4D Geo-positron-emission-tomography (GeoPET) on granite drill core of Soultz-sous-Forêts (France) geothermal research plant.

Master student:
Janis Leon Pingel
PD. Dr. Cornelius Fischer, Dr. Johannes Kulenkampff (HZDR), Prof. Dr. Thorsten Schäfer (Friedrich-Schiller-Universität Jena)
Reactive Transport
01/2019 – 07/2019

Originally used for clinical purposes, in the last decade the research group around Dr. Johannes Kulenkampff managed to work out a method making it possible to use Positron-Emission-Tomography (PET) for geoscientific applications. The so-called “GeoPET” thereby uses the same principals as its clinical counterpart, although a higher rate of radioactivity is necessary due to the high density of geo-materials such as stone, sand or gypsum. In theory, a radioactive labeled fluid (radio-tracer) is flushed through the granitic sample at low velocity rates, which makes it possible to trace its track inside the sample, without destroying the drill core. Therefore, it is possible to study its hydraulic properties (for e.g. its flow-rate) in situ.

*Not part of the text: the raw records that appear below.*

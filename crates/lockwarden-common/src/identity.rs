//! Process identity and lock holder tokens
//!
//! An [`Identity`] is the `(realm, instance)` pair a process claims the lock
//! under, e.g. a Kubernetes namespace and pod name. It is written into the lock
//! record as `"<realm>:<instance>"` and parsed back to recognise the holder.

use std::fmt::{Display, Formatter};

use tracing::debug;

use crate::error::{LockError, Result};

/// Separator between realm and instance in a holder token
pub const HOLDER_DELIMITER: char = ':';

/// Environment variables consulted for the realm, in order
pub const REALM_ENV_KEYS: &[&str] = &["REALM", "POD_NAMESPACE"];

/// Environment variables consulted for the instance, in order
pub const INSTANCE_ENV_KEYS: &[&str] = &["INSTANCE", "POD_NAME"];

/// Stable identity of a running instance
#[derive(Debug, Clone, PartialEq, Eq, Hash)]
pub struct Identity {
    realm: String,
    instance: String,
}

impl Identity {
    /// Build an identity, rejecting blank parts and parts containing the delimiter.
    ///
    /// Parts are trimmed so the holder token always parses back to this identity.
    pub fn new(realm: impl Into<String>, instance: impl Into<String>) -> Result<Self> {
        let realm = realm.into().trim().to_string();
        let instance = instance.into().trim().to_string();

        for (label, value) in [("realm", &realm), ("instance", &instance)] {
            if value.is_empty() {
                return Err(LockError::Configuration(format!("{} is blank", label)));
            }
            if value.contains(HOLDER_DELIMITER) {
                return Err(LockError::Configuration(format!(
                    "{} '{}' must not contain '{}'",
                    label, value, HOLDER_DELIMITER
                )));
            }
        }

        Ok(Self { realm, instance })
    }

    pub fn realm(&self) -> &str {
        &self.realm
    }

    pub fn instance(&self) -> &str {
        &self.instance
    }

    /// Holder token written into the lock record
    pub fn holder(&self) -> String {
        format!("{}{}{}", self.realm, HOLDER_DELIMITER, self.instance)
    }

    /// Parse a holder token back into an identity.
    ///
    /// Exactly one delimiter with non-empty text on both sides is accepted;
    /// anything else is a [`LockError::MalformedHolder`].
    pub fn parse_holder(holder: &str) -> Result<Self> {
        let token = holder.trim();
        let mut parts = token.split(HOLDER_DELIMITER);
        match (parts.next(), parts.next(), parts.next()) {
            (Some(realm), Some(instance), None) if !realm.is_empty() && !instance.is_empty() => {
                Ok(Self {
                    realm: realm.to_string(),
                    instance: instance.to_string(),
                })
            }
            _ => Err(LockError::MalformedHolder(holder.to_string())),
        }
    }
}

impl Display for Identity {
    fn fmt(&self, f: &mut Formatter<'_>) -> std::fmt::Result {
        write!(f, "{}{}{}", self.realm, HOLDER_DELIMITER, self.instance)
    }
}

/// Source of the current process identity
pub trait IdentityProvider: Send + Sync {
    /// Resolve the identity; fails with [`LockError::Configuration`] when incomplete
    fn resolve(&self) -> Result<Identity>;
}

/// A fixed identity resolves to itself
impl IdentityProvider for Identity {
    fn resolve(&self) -> Result<Identity> {
        Ok(self.clone())
    }
}

/// Resolves the identity from `REALM`/`INSTANCE`, falling back to the
/// Kubernetes downward API variables `POD_NAMESPACE`/`POD_NAME`.
#[derive(Debug, Clone, Copy, Default)]
pub struct EnvIdentityProvider;

impl EnvIdentityProvider {
    pub fn new() -> Self {
        Self
    }

    fn resolve_with<F>(lookup: F) -> Result<Identity>
    where
        F: Fn(&str) -> Option<String>,
    {
        let first_non_blank = |keys: &[&str]| {
            keys.iter()
                .filter_map(|key| lookup(*key))
                .find(|value| !value.trim().is_empty())
        };

        let realm = first_non_blank(REALM_ENV_KEYS).ok_or_else(|| {
            LockError::Configuration(format!("none of {:?} is set", REALM_ENV_KEYS))
        })?;
        let instance = first_non_blank(INSTANCE_ENV_KEYS).ok_or_else(|| {
            LockError::Configuration(format!("none of {:?} is set", INSTANCE_ENV_KEYS))
        })?;

        let identity = Identity::new(realm, instance)?;
        debug!(identity = %identity, "Resolved process identity");
        Ok(identity)
    }
}

impl IdentityProvider for EnvIdentityProvider {
    fn resolve(&self) -> Result<Identity> {
        Self::resolve_with(|key| std::env::var(key).ok())
    }
}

Meanwhile the PET can assign the emitted β+-radiation from the tracer to a certain coordinate of the sample/model.

Janis Leon Pingel
Fig. 1: Illuminated streamlines (white) within the natural fracture (greyish)
indicate the flow path of the labeled fluid from the inlet (bottom left) to the outlet (top left).

Within the scope of this Master’s Thesis, we especially try to study the flow properties/behavior inside a granitic drill core, particularly within a natural fracture (see Fig. 1). The sample comes from the geothermal research plant of Soultz-sous-Forêts (France) and was allocated in collaboration with the Friedrich-Schiller University of Jena.